THE slayings of musician Bryan Harvey, his wife and their two daughters last weekend in Richmond, Va., has deeply jolted the small city where singer-guitarist Harvey played in a party band called NrG Krysys and by day worked in technology for the Henrico County school system. His wife, Kathryn Harvey, ran a store featuring whimsical gifts and toys, called World of Mirth, in nearby Carytown, Va. Their daughters Stella and Ruby were 9 and 4.

The far-away crime also provided a gut-punch to a certain breed of Los Angeles rock fan.

Harvey, who was killed with his immediate family in their home on New Year’s Day, had been a memorable presence in the city’s mid-’80s rock scene with his partner, drummer Johnny Hott, in the band House of Freaks. The two moved here from their native Richmond hoping to advance their careers in music.

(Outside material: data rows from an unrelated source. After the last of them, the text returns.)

//! Command implementations for OxiZip CLI.

pub mod deflate;
pub mod inflate;
pub mod info;
pub mod resource;

pub use deflate::cmd_deflate;
pub use inflate::cmd_inflate;
pub use info::cmd_info;
pub use resource::{cmd_pack, cmd_resource};
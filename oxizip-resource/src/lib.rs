//! # OxiZip Resource
//!
//! Compressed resources as stored in runtime images.
//!
//! A resource may be wrapped in one or more compression layers. Each layer
//! starts with a [`ResourceHeader`] whose decompressor name is resolved
//! through a [`StringTable`]; layers are removed until the data no longer
//! starts with the header magic.
//!
//! ## Example
//!
//! ```rust
//! use oxizip_resource::{
//!     Endian, StringTable, ZipDecompressor, compress_resource, decompress_resource,
//! };
//!
//! let mut strings = StringTable::default();
//! let zip = strings.add(ZipDecompressor::NAME).unwrap();
//!
//! let original = b"java/lang/Object.class contents";
//! let packed = compress_resource(original, zip, Endian::Little).unwrap();
//! let unpacked =
//!     decompress_resource(&packed, original.len() as u64, &strings, Endian::Little).unwrap();
//! assert_eq!(unpacked, original);
//! ```

#![warn(missing_docs)]
#![warn(clippy::all)]
#![allow(clippy::module_name_repetitions)]

pub mod decompressor;
pub mod header;
pub mod strings;

use oxizip_core::error::Result;

// Re-exports
pub use decompressor::{Decompressors, ResourceDecompressor, ZipDecompressor};
pub use header::{Endian, RESOURCE_HEADER_LEN, RESOURCE_HEADER_MAGIC, ResourceHeader};
pub use strings::StringTable;

/// Decompress a resource using the built-in decompressors.
///
/// See [`Decompressors::decompress_resource`].
pub fn decompress_resource(
    data: &[u8],
    expected_size: u64,
    strings: &StringTable,
    endian: Endian,
) -> Result<Vec<u8>> {
    Decompressors::global().decompress_resource(data, expected_size, strings, endian)
}

/// Wrap `data` in one "zip" layer whose header names the decompressor at
/// `name_offset`.
///
/// See [`ZipDecompressor::compress`].
pub fn compress_resource(data: &[u8], name_offset: u32, endian: Endian) -> Result<Vec<u8>> {
    ZipDecompressor::compress(data, name_offset, endian)
}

It was Hott who made the 911 call when he arrived at the Harveys for what was to be a New Year’s Day party and found the house in flames. Police are investigating it as a murder-arson case, with the presumption that the fire was set to destroy evidence of the killings. As of Friday, no arrests had been made and investigators were sifting through the evidence for leads to whoever left the family members in their basement, bound and with their throats cut. The Richmond Times-Dispatch reported that a family friend who had hosted Stella for a New Year’s Eve sleepover said Kathryn Harvey appeared ashen and nervous Sunday morning when the friend dropped Stella off several hours before the party was to begin.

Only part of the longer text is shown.